La démarche d’analyse de données est cruciale pour assurer la validité interne de la recherche (Yin, 1994, p.105). Elle se réfère à la relation causale entre les variables et les résultats. Pour améliorer la validité interne, trois mesures doivent être respectées (Gibbert et al., 2008). Il s’agit d’abord de formuler une question de recherche claire et cohérente. Ensuite, il faudrait comparer empiriquement les faits observés avec ceux prédits ou établis dans les études antérieures et dans différents contextes, et enfin, il faudrait procéder par triangulation afin de vérifier les résultats de différentes manières.

Pour ce faire, nous avons suivi les recommandations de Miles et Huberman (2003) et Paillé et Mucchielli (2005), quant à la démarche de l’analyse de contenu thématique, pour subdiviser le processus de l’analyse des données en trois grandes étapes :

  • D’abord, au niveau de la retranscription des données, nous avons essayé de restituer fidèlement le contenu verbal des messages émis par les interviewés (mots, expressions, gestes, impressions, etc). Après avoir retranscrit les entretiens, nous avons représenté les données brutes sous forme de verbatims. Cette étape a été enrichie par des notes d’observations et des fiches de synthèses des feedbacks recueillis des réunions tenues et par l’étude documentaire des données formelles délivrées.

  • Ensuite, un codage a été établi afin de construire la grille des thèmes. A cet effet, nous avons d’abord effectué un codage ouvert ou émergent, grâce à une première lecture du corpus retranscrit. Par la suite, nous avons regroupé certains thèmes[8] pour effectuer un codage thématique (Paillé et Mucchielli, 2005);

  • Enfin, pour le traitement des données, nous avons suivi les recommandations de Miles et Hubermann (2003) afin d’approfondir nos analyses et comprendre le phénomène étudié.

Nous expliciterons dans ce qui suit le contenu de la formation Gym glish qui est un élément central du cas puisqu’elle nous a permis de comprendre les interactions des employés locaux avec un support véhiculant un langage nouveau. Cette formation en ligne[9] dure 12 mois. Il s’agit d’un processus d’apprentissage journalier et interactif qui, au-delà de l’aspect technique associé à la langue, permet aux employés de découvrir les différences culturelles, l’histoire qui retrace la vie du champ, les problèmes managériaux courants et la manière adéquate de les corriger. Ce cours interactif permet en outre de gérer des conversations téléphoniques, des réunions de travail et même des aspects informels tels que les conversations dans les couloirs afin de familiariser les acteurs du champ avec la culture du groupe dont l’anglais n’en est qu’un aspect.

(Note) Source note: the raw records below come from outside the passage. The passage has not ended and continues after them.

use std::collections::VecDeque;
use std::fmt;

use parking_lot::Mutex;

use crate::sync::Semaphore;

/// Returned by [`WorkQueue::push`] when the queue is over its limit. Carries the
/// rejected item back so the caller keeps ownership of it.
pub struct Rejected<T>(pub T);

impl<T> fmt::Debug for Rejected<T> {
    fn fmt(&self, f: &mut fmt::Formatter<'_>) -> fmt::Result {
        f.write_str("Rejected(..)")
    }
}

struct State<T> {
    items: VecDeque<T>,
    closed: bool,
}

/// Mutex-protected FIFO gated by a semaphore: one permit per queued item.
///
/// `push` never blocks. The overflow check is `len > max_items`, so the queue
/// holds at most `max_items + 1` entries.
pub struct WorkQueue<T> {
    state: Mutex<State<T>>,
    ready: Semaphore,
    max_items: usize,
}

impl<T> WorkQueue<T> {
    pub fn new(max_items: usize) -> Self {
        Self {
            state: Mutex::new(State {
                items: VecDeque::new(),
                closed: false,
            }),
            ready: Semaphore::new(0),
            max_items,
        }
    }

    pub fn push(&self, item: T) -> Result<(), Rejected<T>> {
        let mut state = self.state.lock();
        if state.closed || state.items.len() > self.max_items {
            return Err(Rejected(item));
        }
        state.items.push_back(item);
        drop(state);
        self.ready.release();
        Ok(())
    }

    /// Block until an item is available. Returns `None` once the queue has been
    /// closed and drained.
    pub fn pop(&self) -> Option<T> {
        loop {
            self.ready.acquire();
            let mut state = self.state.lock();
            if let Some(item) = state.items.pop_front() {
                return Some(item);
            }
            if state.closed {
                drop(state);
                // Pass the wakeup on so every blocked consumer observes the close.
                self.ready.release();
                return None;
            }
        }
    }

    /// Stop accepting items and wake blocked consumers. Items already queued are
    /// still handed out.
    pub fn close(&self) {
        self.state.lock().closed = true;
        self.ready.release();
    }

    pub fn len(&self) -> usize {
        self.state.lock().items.len()
    }

    pub fn is_empty(&self) -> bool {
        self.len() == 0
    }
}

Les scénarios du cours sont élaborés dans l’objectif de façonner et d’influencer les pratiques des employés pour réussir l’apprentissage. Au-delà de la maîtrise de la langue anglaise, ce qui est recherché à travers ce module de formation électronique est la divulgation des valeurs recherchées par la classe dominante afin de façonner et modeler les pratiques professionnelles des employés.

Cette formation propose une formule intéressante puisqu’elle procure un vocabulaire pratique adapté aux tâches courantes et spécifiques. Elle est dynamique et s’appuie sur l’interaction entre le support et l’apprenant. Au final, il s’agit d’un processus d’apprentissage qui s’apparente à un moteur d’intelligence artificielle qui s’appuie sur la personnalisation et la mémorisation à long terme. Ainsi, le niveau des apprenants en anglais évolue graduellement jusqu’à ce qu’il atteigne la compétence langagière souhaitée.

Nous pouvons d’ailleurs avancer à ce niveau que la formation Gym glish illustre bien le processus d’hybridation analysée par Yousfi (2014) dans la mesure où elle est considérée comme un outil permettant d’imposer et d’instrumentaliser un langage anglo-saxon dans un contexte francophone.

Nous présenterons et discuterons dans ce qui suit les résultats issus de notre étude de cas. Nous expliciterons quel langage a-t-il dominé dans la filiale qatarie en décryptant le processus de légitimation et de socialisation établi à travers la formation Gym glish suite au changement langagier. Nous soulignerons l’apport des travaux de Bourdieu pour expliciter les jeux d’influence et de pouvoir au travers du langage établi dans la filiale.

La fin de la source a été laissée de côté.